If a line in the data has the string "state", please show it.
(Record set Opens)
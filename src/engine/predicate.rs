// Copyright (C) 2025 Jeremy J. Carroll. See LICENSE for details.

//! Predicate trait for non-deterministic search.
//!
//! The search engine works by trying predicates in sequence. Each predicate
//! represents a choice point in the search space. Predicates can succeed,
//! fail, offer choices, or suspend the search.
//!
//! # Example
//!
//! ```
//! use doubleword_square::engine::{Predicate, PredicateResult};
//! use doubleword_square::context::SearchContext;
//!
//! #[derive(Debug)]
//! struct TwoWays;
//!
//! impl Predicate for TwoWays {
//!     fn try_pred(&mut self, _ctx: &mut SearchContext, _round: usize) -> PredicateResult {
//!         // Return Choices(2) to try two alternatives
//!         PredicateResult::Choices(2)
//!     }
//!
//!     fn retry_pred(&mut self, _ctx: &mut SearchContext, _round: usize, choice: usize) -> PredicateResult {
//!         if choice == 0 {
//!             PredicateResult::Success
//!         } else {
//!             PredicateResult::Failure
//!         }
//!     }
//!
//!     fn name(&self) -> &str {
//!         "TwoWays"
//!     }
//! }
//! ```

use crate::context::SearchContext;
use std::fmt::Debug;

/// Result of attempting a predicate.
///
/// Predicates can return:
/// - `Success`: Move to next predicate in the sequence
/// - `SuccessSamePredicate`: Stay at same predicate, increment round (one round per cell)
/// - `Failure`: Backtrack to previous predicate
/// - `Choices(n)`: Predicate has n choices to explore via retry_pred
/// - `Suspend`: Stop the search with its state intact
#[derive(Debug, Clone, Copy, PartialEq, Eq)]
pub enum PredicateResult {
    /// Predicate succeeded. Move to next predicate in sequence.
    Success,

    /// Predicate succeeded but stay at same predicate with next round.
    /// The fill predicate uses one round per search depth.
    SuccessSamePredicate,

    /// Predicate has no (more) valid choices. Backtrack to previous predicate.
    Failure,

    /// Predicate has multiple choices to explore.
    /// Engine will call retry_pred(round, choice) for each choice in 0..n.
    Choices(usize),

    /// Suspend execution. Engine returns control with state preserved;
    /// searching again resumes by backtracking from this point.
    Suspend,
}

/// A terminal predicate that ends a predicate program.
///
/// Terminal predicates are FAIL or SUSPEND - they never return Success.
/// [`EngineBuilder::terminal`](super::EngineBuilder::terminal) only accepts
/// these, so every program built with it ends properly.
pub trait TerminalPredicate: Predicate {}

/// Trait for search predicates in the non-deterministic engine.
///
/// Each predicate represents a choice point in the search. The engine
/// calls `try_pred` to attempt the predicate for the first time, and
/// `retry_pred` on backtracking to try alternative choices.
///
/// # Lifecycle
///
/// 1. Engine calls `try_pred` when first encountering the predicate
/// 2. If Success: engine advances to next predicate
/// 3. If Failure: engine backtracks to previous predicate
/// 4. If Choices(n): engine calls `retry_pred` for choice 0, 1, ... until one
///    succeeds; on later backtracking it continues with the next choice
///
/// # Trail Integration
///
/// Predicates change the square only through `SearchContext::place` and
/// `SearchContext::commit`. Before every `try_pred` and `retry_pred` the
/// engine rewinds the trail to the frame's checkpoint, so each choice starts
/// from the state left by `try_pred`.
pub trait Predicate: Debug {
    /// Try this predicate for a given round.
    ///
    /// The round starts at 0 and increments each time the predicate returns
    /// `SuccessSamePredicate`.
    fn try_pred(&mut self, ctx: &mut SearchContext, round: usize) -> PredicateResult;

    /// Retry this predicate with a specific choice.
    ///
    /// Called after try_pred returns Choices(n), for each choice in 0..n.
    ///
    /// Can return:
    /// - `Success`: This choice succeeded, move to next predicate
    /// - `SuccessSamePredicate`: This choice succeeded, stay at this predicate
    /// - `Failure`: This choice failed, try next choice (or backtrack if no more)
    ///
    /// Note: retry_pred cannot return Choices or Suspend (we're already in choice mode).
    #[allow(unused)]
    fn retry_pred(
        &mut self,
        ctx: &mut SearchContext,
        round: usize,
        choice: usize,
    ) -> PredicateResult {
        // By default, we do not allow retry. Predicates that return Choices
        // must implement this.
        panic!("{}::retry_pred should never be called", self.name());
    }

    /// Optional: Get a name for this predicate (for debugging).
    ///
    /// Default implementation returns the type name.
    fn name(&self) -> &str {
        std::any::type_name::<Self>()
    }
}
(Record set Closes)
**Task response**
/// - `Suspend`: Stop the search with its state intact
    /// Suspend execution. Engine returns control with state preserved;
/// from the state left by `try_pred`.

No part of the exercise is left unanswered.